Os governos então, de forma concertada, intervieram injectando fundos públicos. Criaram deficits orçamentais e acumularam-nos na sua dívida pública soberana. Logo depois, tiveram que transferir esses problemas para os contribuintes.

Os buracos criados nas instituições "salvas", ao serem “cobertos” desta forma, através dos orçamentos públicos, criaram uma (nova) enorme necessidade de financiamento aos governos. O que causou uma falta de liquidez nos mercados onde todos se vão financiar. O que fez subir os custos dos empréstimos. Nada de estranho: se muitos queriam o que poucos tinham, estes últimos fizeram-se pagar. Passaram a emprestar a taxas mais elevadas a quem não precisava, normalmente, de financiamento (Alemanha, Inglaterra) e a taxas muito mais elevadas a outros países estruturalmente menos preparados.

Resumo

Uns espertalhões da alta finança americana garantiram um financiamento significativo para a economia do seu país e encheram os seus bolsos com chorudas comissões. Os incumbentes a quem emprestaram dinheiro tiveram momentaneamente um vislumbre de vida que nunca poderiam vir a ter. Começou e acabou. Passou…

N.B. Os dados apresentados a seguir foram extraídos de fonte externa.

//! In-memory aggregation state for the current flush window.

use std::collections::BTreeMap;

use super::{builtin, tick, MetricEvent, MetricKind};

/// Raw metric values accumulated between two flushes.
///
/// The store is confined to the ingestion thread: it is created inside
/// the server loop, mutated only there, and drained at every flush
/// boundary. Sorted maps keep backend output deterministic.
#[derive(Debug, Default)]
pub struct RawStore {
    pub(crate) counters: BTreeMap<String, i64>,
    pub(crate) gauges: BTreeMap<String, i64>,
    pub(crate) timers: BTreeMap<String, Vec<i64>>,
}

impl RawStore {
    /// Applies one decoded event to the window, then updates the
    /// built-in bookkeeping metrics.
    pub fn apply(&mut self, event: MetricEvent) {
        let MetricEvent { name, value, kind } = event;
        match kind {
            MetricKind::Counter => {
                *self.counters.entry(name).or_insert(0) += value;
            }
            MetricKind::Gauge => {
                self.gauges.insert(name, value);
            }
            MetricKind::GaugeDelta => {
                *self.gauges.entry(name).or_insert(0) += value;
            }
            MetricKind::Histogram => {
                self.timers.entry(name).or_default().push(value);
            }
        }

        *self
            .counters
            .entry(builtin::METRICS_COUNT.to_owned())
            .or_insert(0) += 1;
        self.gauges
            .insert(builtin::METRICS_LAST_SEEN.to_owned(), tick::now());
    }

    /// Moves the window's counters and timers out, leaving both empty.
    /// Gauges are not drained; they carry over into the next window.
    pub fn drain(&mut self) -> (BTreeMap<String, i64>, BTreeMap<String, Vec<i64>>) {
        (
            std::mem::take(&mut self.counters),
            std::mem::take(&mut self.timers),
        )
    }
}

#[cfg(test)]
mod tests {
    use super::*;

    fn event(name: &str, value: i64, kind: MetricKind) -> MetricEvent {
        MetricEvent { name: name.to_owned(), value, kind }
    }

    #[test]
    fn test_counters_accumulate() {
        let mut store = RawStore::default();
        store.apply(event("app.hits", 5, MetricKind::Counter));
        store.apply(event("app.hits", 3, MetricKind::Counter));
        assert_eq!(store.counters.get("app.hits"), Some(&8));
    }

    #[test]
    fn test_gauge_overwrites_and_delta_adds() {
        let mut store = RawStore::default();
        store.apply(event("q", 10, MetricKind::Gauge));
        store.apply(event("q", 99, MetricKind::Gauge));
        store.apply(event("q", 5, MetricKind::GaugeDelta));
        store.apply(event("q", -2, MetricKind::GaugeDelta));
        assert_eq!(store.gauges.get("q"), Some(&102));
    }

    #[test]
    fn test_delta_on_missing_gauge_starts_at_zero() {
        let mut store = RawStore::default();
        store.apply(event("q", -3, MetricKind::GaugeDelta));
        assert_eq!(store.gauges.get("q"), Some(&-3));
    }

    #[test]
    fn test_timers_keep_insertion_order() {
        let mut store = RawStore::default();
        for v in [30, 10, 20] {
            store.apply(event("lat", v, MetricKind::Histogram));
        }
        assert_eq!(store.timers.get("lat"), Some(&vec![30, 10, 20]));
    }

    #[test]
    fn test_builtins_track_every_event() {
        let mut store = RawStore::default();
        store.apply(event("a", 1, MetricKind::Counter));
        store.apply(event("b", 2, MetricKind::Gauge));
        store.apply(event("c", 3, MetricKind::Histogram));
        assert_eq!(store.counters.get(builtin::METRICS_COUNT), Some(&3));
        assert!(store.gauges.contains_key(builtin::METRICS_LAST_SEEN));
    }

    #[test]
    fn test_drain_empties_counters_and_timers_only() {
        let mut store = RawStore::default();
        store.apply(event("hits", 1, MetricKind::Counter));
        store.apply(event("lat", 7, MetricKind::Histogram));
        store.apply(event("q", 4, MetricKind::Gauge));

        let (counters, timers) = store.drain();
        assert_eq!(counters.get("hits"), Some(&1));
        assert_eq!(timers.get("lat"), Some(&vec![7]));

        assert!(store.counters.is_empty());
        assert!(store.timers.is_empty());
        assert_eq!(store.gauges.get("q"), Some(&4));
    }
}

Como o dinheiro não estica nem se multiplica, o processo saiu caro a muitos. Se uns ricos ficaram menos ricos (um dos problemas de quem tem muito é, actualmente, decidir bem onde investir) a verdade é que muitos milhões de contribuintes de muitos países desenvolvidos estão a sofrer, em 2010 e anos vindouros, um difícil “downgrade” na sua qualidade de vida, para pagar aquela despesa.

O orçamento público americano também foi afectado. Pois. Mas esse dinheiro ficou por lá, na sua economia. Junto com muito outro dinheiro, oriundo dos investidores exteriores.

Umas borboletas bateram asas em Nova Iorque e milhões de contribuintes em muitos países desenvolvidos apanharam com uma chuva torrencial.

Factos

Os impactos deste processo nas economias europeias têm várias origens e serão variados:

Como foi referido, alguns países ricos passam a ser menos ricos, mas o que pouparam antes e o que produzem normalmente será o suficiente para ultrapassar e gerir a situação tratando-a como um mero resfriado pontual. São os países formiga.

Outros países, menos ricos ou recém-ricos, que viviam em grande crescimento, estavam mesmo, muito expostos aos “junk bonds”. Tinham ali metido tudo o que tinham e, nalguns casos, o que pediram emprestado. A Islândia e a Irlanda atingiram (de forma diferente) este estádio. Serão países formiga, mas, por possuírem ou terem acesso a muita liquidez naquele momento, acabaram como as maiores vítimas da burla montada nos EUA.

Finalmente, os países cigarra. Que viviam acima das suas possibilidades (em deficit) e se financiavam (através de criação de mais dívida) no mercado, a taxas baixas. Quando acabou a liquidez devido a estas novas necessidades de financiamento que adviram da crise, as taxas dispararam e a sua situação (de cigarra, com níveis de vida acima das suas possibilidades) veio ao de cima, avizinhando-se o seu incumprimento de compromissos.

O certo é que estes países cigarra pagarão com muitos anos de vacas (muito) magras, os poucos anos de vacas (algo) gordas em que viveram.

Haverá outros países que viverão num meio-termo.

Mas, esta crise será apenas um acidente de percurso, na irremediável caminhada para a Nova Sociedade. Um percurso que será feito de procura de equilíbrios (comerciais, produtivos, orçamentais). Mas esses pontos finais se situarão, sem remissão, sempre abaixo dos pontos médios actuais. Porque o planeta onde vivemos não estica, porque haverá um crescimento da população, porque muitos chineses e indianos verão chegada a sua hora de viverem - um pouco - melhor, porque há um grupo que vive e gasta muitíssimo mais do que os restantes, e ainda por muitas outras razões.

O ponto de equilíbrio da Nova Sociedade, nos países desenvolvidos situa-se (bem) abaixo do ponto actual onde se encontram. Até lá, a preocupação é encontrar um percurso que seja o menos íngreme possível, evitando roturas e quedas bruscas, muito mais gravosas do ponto de vista social.